# PROVIDED DATA
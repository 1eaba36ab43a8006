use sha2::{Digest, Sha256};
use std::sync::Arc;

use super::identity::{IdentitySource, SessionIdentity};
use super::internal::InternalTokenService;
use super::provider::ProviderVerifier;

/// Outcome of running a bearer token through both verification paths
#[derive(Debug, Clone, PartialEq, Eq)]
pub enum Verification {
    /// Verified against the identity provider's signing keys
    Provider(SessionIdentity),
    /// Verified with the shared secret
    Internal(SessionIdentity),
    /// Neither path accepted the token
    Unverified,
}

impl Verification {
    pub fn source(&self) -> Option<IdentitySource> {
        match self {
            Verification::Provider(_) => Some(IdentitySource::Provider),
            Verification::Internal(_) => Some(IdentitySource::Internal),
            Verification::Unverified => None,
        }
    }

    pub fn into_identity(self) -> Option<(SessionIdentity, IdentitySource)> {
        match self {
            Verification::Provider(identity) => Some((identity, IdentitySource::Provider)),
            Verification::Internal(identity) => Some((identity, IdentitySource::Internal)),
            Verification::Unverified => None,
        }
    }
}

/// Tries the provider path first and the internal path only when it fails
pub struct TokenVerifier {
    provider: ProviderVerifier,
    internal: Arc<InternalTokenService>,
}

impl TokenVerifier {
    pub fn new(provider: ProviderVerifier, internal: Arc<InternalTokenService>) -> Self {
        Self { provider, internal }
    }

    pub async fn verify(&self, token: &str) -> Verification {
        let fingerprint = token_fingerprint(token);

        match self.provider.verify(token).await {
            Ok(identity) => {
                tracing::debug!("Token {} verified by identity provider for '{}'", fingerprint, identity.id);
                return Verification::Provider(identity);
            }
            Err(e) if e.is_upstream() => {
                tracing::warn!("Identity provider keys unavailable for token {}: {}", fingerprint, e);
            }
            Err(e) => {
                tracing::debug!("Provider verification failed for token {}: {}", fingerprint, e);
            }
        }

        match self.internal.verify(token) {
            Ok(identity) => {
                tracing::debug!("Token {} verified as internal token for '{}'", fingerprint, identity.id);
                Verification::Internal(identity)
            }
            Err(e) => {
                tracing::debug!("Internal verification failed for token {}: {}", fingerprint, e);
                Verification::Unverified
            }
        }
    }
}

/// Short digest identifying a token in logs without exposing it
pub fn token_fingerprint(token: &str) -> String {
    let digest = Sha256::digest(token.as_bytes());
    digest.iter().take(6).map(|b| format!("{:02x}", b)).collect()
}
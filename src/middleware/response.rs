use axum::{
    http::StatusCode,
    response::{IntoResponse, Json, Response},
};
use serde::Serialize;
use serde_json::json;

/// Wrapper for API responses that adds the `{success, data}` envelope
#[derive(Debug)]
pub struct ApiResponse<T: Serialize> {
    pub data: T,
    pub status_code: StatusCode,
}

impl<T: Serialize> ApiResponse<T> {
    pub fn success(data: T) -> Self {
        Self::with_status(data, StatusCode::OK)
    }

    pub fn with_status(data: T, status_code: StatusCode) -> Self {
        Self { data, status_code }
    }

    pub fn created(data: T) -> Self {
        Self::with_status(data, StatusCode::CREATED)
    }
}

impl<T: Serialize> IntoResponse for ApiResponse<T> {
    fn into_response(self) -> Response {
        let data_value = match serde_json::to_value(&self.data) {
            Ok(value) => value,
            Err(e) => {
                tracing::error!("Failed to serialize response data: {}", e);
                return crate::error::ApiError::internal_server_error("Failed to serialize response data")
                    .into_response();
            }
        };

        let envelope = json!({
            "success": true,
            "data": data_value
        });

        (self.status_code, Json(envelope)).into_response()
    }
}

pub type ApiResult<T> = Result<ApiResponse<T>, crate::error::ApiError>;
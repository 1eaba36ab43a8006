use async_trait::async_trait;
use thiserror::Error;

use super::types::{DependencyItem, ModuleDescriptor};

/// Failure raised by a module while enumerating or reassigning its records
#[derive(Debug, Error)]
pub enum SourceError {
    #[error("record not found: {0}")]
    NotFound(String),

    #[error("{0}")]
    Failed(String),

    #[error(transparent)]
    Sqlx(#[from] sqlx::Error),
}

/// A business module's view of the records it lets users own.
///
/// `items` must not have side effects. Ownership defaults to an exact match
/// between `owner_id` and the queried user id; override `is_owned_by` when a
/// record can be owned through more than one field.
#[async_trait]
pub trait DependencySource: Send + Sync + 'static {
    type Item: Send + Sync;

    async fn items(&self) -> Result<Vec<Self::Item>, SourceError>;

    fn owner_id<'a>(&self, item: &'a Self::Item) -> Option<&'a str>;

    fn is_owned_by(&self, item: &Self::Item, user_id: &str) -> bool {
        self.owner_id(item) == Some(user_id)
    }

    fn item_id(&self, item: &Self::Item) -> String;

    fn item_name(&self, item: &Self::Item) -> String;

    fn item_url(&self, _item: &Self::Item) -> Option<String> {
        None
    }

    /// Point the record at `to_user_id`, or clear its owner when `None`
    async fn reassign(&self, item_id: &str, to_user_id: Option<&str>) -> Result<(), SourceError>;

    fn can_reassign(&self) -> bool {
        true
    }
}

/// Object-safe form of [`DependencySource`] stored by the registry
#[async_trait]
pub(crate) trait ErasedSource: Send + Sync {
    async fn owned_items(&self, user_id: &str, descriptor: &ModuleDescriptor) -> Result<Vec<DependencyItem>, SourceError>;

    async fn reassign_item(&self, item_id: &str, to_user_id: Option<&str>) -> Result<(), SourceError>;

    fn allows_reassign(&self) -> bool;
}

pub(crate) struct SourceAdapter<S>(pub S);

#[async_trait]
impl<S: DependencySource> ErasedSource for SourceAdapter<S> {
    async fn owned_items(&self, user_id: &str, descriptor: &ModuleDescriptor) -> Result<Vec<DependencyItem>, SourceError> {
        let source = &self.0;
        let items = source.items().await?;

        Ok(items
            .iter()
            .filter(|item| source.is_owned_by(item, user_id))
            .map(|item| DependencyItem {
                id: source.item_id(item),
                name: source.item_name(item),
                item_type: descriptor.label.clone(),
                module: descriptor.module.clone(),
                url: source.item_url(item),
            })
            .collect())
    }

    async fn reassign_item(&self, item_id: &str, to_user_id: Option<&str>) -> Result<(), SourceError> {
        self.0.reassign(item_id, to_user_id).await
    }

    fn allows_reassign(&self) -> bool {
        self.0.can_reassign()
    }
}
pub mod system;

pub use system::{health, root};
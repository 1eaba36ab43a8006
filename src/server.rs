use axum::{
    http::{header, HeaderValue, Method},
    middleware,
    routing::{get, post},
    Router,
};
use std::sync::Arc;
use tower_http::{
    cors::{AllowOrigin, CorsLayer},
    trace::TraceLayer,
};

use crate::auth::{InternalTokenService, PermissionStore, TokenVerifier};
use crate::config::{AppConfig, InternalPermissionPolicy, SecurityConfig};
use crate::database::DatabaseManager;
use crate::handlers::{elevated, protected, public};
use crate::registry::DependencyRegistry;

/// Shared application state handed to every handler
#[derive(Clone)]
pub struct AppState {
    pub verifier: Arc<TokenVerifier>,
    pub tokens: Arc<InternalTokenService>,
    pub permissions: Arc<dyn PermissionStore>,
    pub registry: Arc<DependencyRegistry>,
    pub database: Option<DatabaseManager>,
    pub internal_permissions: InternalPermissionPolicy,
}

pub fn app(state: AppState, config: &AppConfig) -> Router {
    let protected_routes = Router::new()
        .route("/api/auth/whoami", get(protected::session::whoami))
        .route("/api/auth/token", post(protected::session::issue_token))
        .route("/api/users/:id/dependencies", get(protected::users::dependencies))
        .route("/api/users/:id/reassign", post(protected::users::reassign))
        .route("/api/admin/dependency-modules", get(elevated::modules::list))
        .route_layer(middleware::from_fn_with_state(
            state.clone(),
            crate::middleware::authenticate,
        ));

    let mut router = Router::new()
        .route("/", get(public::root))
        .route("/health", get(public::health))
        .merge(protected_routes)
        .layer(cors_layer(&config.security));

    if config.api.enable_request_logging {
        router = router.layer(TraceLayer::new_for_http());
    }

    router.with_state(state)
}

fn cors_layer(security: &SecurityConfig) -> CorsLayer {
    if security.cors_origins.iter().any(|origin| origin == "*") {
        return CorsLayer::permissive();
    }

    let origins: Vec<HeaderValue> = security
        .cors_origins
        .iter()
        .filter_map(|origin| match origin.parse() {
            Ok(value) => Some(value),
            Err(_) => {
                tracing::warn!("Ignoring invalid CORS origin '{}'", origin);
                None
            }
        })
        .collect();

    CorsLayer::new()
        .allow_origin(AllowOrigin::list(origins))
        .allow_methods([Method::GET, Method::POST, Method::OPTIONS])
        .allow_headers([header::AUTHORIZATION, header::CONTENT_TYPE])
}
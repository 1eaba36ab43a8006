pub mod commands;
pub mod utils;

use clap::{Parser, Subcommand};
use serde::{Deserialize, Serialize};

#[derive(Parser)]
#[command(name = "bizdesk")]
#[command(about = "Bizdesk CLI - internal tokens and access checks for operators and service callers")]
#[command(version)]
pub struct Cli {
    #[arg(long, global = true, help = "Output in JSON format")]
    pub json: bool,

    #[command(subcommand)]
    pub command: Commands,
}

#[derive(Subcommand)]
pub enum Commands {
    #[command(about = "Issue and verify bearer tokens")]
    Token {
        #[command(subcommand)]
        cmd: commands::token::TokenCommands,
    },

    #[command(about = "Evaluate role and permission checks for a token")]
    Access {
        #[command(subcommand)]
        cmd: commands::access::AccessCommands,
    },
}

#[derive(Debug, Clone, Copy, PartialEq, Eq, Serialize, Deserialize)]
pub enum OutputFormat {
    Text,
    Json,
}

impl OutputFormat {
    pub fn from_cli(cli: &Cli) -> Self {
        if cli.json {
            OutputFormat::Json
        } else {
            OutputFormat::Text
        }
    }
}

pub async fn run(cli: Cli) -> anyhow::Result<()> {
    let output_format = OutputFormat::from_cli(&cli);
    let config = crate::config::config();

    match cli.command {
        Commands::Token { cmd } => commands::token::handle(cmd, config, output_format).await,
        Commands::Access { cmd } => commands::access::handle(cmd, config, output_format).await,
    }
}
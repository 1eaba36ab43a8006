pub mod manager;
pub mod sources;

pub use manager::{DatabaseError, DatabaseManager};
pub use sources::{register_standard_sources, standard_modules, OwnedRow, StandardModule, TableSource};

==

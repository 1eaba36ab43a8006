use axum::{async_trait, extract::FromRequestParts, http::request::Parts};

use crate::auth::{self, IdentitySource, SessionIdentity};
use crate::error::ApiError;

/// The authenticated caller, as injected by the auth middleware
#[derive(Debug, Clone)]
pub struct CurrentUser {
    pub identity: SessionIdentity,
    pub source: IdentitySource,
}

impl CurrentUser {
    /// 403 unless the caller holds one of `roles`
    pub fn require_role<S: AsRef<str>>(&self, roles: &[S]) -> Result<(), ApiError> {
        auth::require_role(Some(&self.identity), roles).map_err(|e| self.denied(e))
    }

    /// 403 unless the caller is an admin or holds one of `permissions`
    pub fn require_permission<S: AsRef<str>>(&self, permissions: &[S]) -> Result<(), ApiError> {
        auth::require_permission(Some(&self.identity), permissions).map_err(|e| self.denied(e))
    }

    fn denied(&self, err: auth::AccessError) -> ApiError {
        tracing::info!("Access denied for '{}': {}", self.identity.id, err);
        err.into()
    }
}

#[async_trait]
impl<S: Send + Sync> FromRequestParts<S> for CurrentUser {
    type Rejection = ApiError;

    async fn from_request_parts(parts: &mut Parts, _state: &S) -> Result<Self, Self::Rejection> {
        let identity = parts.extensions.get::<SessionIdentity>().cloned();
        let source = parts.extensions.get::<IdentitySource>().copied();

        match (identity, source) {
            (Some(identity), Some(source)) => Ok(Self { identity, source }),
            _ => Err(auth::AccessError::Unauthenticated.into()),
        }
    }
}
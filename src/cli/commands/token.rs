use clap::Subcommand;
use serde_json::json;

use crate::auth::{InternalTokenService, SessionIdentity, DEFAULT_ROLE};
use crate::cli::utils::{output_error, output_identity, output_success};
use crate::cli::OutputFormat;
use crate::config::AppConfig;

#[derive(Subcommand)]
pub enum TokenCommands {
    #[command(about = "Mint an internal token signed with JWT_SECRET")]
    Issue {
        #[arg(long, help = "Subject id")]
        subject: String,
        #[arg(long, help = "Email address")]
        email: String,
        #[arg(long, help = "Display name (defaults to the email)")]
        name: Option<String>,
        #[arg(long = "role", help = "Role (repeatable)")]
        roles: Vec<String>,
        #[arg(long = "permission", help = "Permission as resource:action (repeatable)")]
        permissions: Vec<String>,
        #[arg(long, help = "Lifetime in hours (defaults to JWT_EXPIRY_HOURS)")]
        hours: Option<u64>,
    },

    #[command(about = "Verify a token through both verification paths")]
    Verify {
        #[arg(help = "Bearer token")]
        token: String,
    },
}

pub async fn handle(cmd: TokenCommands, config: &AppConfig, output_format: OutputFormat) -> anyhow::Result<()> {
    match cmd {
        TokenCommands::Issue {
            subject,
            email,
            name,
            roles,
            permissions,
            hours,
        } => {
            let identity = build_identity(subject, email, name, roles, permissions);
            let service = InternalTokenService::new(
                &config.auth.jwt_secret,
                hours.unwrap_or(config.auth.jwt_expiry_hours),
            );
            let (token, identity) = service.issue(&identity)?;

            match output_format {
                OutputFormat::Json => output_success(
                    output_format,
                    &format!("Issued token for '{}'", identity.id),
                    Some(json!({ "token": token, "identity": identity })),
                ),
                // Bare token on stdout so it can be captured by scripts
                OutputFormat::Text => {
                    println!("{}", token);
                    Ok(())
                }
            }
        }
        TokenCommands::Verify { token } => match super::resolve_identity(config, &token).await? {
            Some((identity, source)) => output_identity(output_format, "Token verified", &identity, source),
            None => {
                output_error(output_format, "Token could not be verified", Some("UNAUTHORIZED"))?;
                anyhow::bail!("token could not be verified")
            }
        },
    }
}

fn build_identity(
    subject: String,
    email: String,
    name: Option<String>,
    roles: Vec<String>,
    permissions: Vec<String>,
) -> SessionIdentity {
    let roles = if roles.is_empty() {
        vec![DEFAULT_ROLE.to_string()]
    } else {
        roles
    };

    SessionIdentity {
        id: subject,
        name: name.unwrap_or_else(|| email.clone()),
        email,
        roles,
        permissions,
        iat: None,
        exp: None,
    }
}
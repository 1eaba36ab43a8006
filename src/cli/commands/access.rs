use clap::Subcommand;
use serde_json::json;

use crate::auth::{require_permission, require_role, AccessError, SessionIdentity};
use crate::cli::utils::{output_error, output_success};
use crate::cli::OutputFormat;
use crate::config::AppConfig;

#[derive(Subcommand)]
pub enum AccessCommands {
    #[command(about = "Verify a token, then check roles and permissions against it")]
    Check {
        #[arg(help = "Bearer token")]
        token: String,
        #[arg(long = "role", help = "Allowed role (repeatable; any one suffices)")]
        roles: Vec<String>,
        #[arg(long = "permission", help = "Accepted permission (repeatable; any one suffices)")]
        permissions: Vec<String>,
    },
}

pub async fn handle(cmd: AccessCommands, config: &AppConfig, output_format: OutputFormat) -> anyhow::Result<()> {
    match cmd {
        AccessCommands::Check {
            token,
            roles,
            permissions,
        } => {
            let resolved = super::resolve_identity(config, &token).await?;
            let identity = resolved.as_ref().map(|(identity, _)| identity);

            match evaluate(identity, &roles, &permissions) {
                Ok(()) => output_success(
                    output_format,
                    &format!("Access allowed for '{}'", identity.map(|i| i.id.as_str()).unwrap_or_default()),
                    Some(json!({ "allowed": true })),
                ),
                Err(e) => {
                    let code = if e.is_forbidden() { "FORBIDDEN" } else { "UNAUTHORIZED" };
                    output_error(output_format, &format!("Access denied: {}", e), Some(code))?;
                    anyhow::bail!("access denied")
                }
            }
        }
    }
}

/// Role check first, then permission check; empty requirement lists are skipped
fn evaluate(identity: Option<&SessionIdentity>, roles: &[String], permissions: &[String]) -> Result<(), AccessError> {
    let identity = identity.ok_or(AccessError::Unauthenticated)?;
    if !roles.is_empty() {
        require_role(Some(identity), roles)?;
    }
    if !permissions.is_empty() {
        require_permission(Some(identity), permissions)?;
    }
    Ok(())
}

...

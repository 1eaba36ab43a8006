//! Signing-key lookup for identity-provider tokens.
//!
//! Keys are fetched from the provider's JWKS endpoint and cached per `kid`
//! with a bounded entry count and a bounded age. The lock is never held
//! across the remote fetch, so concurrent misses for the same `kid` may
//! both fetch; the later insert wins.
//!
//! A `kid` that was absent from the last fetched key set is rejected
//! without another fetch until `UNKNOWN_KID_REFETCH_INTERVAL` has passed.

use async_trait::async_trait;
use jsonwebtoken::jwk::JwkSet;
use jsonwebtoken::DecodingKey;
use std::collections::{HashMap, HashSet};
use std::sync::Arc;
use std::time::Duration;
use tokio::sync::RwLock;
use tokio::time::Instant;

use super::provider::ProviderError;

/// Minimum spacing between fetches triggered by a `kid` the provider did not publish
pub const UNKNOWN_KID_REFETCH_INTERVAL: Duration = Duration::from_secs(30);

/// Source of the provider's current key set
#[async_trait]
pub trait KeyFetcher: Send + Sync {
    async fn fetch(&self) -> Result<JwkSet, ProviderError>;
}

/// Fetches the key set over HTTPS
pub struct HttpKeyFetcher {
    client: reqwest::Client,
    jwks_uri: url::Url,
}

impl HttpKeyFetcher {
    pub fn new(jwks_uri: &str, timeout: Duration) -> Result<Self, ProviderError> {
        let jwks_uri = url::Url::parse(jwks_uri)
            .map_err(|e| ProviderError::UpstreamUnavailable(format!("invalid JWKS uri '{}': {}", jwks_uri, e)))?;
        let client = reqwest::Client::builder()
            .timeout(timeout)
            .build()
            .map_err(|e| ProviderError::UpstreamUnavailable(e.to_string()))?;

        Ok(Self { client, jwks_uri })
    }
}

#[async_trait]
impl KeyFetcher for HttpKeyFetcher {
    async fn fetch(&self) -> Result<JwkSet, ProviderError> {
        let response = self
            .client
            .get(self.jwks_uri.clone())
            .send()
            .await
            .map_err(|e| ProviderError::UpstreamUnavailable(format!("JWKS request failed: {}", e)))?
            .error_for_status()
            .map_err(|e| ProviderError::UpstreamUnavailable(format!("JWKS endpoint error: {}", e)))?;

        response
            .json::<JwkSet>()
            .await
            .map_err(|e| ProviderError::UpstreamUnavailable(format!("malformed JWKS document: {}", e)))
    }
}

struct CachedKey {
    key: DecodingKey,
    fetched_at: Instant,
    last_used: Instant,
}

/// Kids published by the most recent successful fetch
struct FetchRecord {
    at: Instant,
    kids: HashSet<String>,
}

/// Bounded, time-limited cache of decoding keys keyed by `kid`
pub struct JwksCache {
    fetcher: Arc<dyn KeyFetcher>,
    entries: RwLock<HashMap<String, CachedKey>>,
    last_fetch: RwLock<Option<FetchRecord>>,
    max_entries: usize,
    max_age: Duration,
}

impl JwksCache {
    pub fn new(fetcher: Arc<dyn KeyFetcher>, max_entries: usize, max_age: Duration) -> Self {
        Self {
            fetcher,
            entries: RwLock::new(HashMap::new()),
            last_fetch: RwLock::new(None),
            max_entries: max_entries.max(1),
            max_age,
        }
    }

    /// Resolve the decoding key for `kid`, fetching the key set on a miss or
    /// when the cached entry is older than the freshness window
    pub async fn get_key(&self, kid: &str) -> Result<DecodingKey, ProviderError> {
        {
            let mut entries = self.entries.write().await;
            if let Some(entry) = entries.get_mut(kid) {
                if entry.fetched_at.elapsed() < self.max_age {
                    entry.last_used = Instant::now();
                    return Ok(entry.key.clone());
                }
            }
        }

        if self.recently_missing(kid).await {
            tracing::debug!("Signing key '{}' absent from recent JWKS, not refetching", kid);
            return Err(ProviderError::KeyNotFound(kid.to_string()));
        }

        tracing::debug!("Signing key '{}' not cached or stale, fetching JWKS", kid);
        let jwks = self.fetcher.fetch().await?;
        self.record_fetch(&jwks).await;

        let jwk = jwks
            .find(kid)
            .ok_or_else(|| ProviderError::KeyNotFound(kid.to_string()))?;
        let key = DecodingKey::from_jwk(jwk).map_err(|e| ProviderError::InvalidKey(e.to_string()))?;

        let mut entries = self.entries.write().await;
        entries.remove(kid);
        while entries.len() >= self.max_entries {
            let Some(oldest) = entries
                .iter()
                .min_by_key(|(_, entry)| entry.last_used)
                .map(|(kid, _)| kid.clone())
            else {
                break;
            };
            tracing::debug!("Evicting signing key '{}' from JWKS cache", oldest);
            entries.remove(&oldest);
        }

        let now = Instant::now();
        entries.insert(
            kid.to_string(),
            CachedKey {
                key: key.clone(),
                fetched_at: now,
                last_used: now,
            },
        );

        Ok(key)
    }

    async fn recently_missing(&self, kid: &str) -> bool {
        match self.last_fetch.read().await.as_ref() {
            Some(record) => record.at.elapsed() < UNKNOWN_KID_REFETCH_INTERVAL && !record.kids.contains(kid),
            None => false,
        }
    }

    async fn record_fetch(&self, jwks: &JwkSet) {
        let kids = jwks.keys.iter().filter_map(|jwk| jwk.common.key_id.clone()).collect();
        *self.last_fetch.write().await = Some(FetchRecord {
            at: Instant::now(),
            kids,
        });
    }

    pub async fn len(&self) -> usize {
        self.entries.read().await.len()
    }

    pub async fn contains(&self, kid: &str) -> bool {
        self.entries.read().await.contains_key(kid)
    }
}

# TASK STATEMENT
Only the count should be given: the number of lines in the entries above containing the word "through".

# TASK ANSWER
3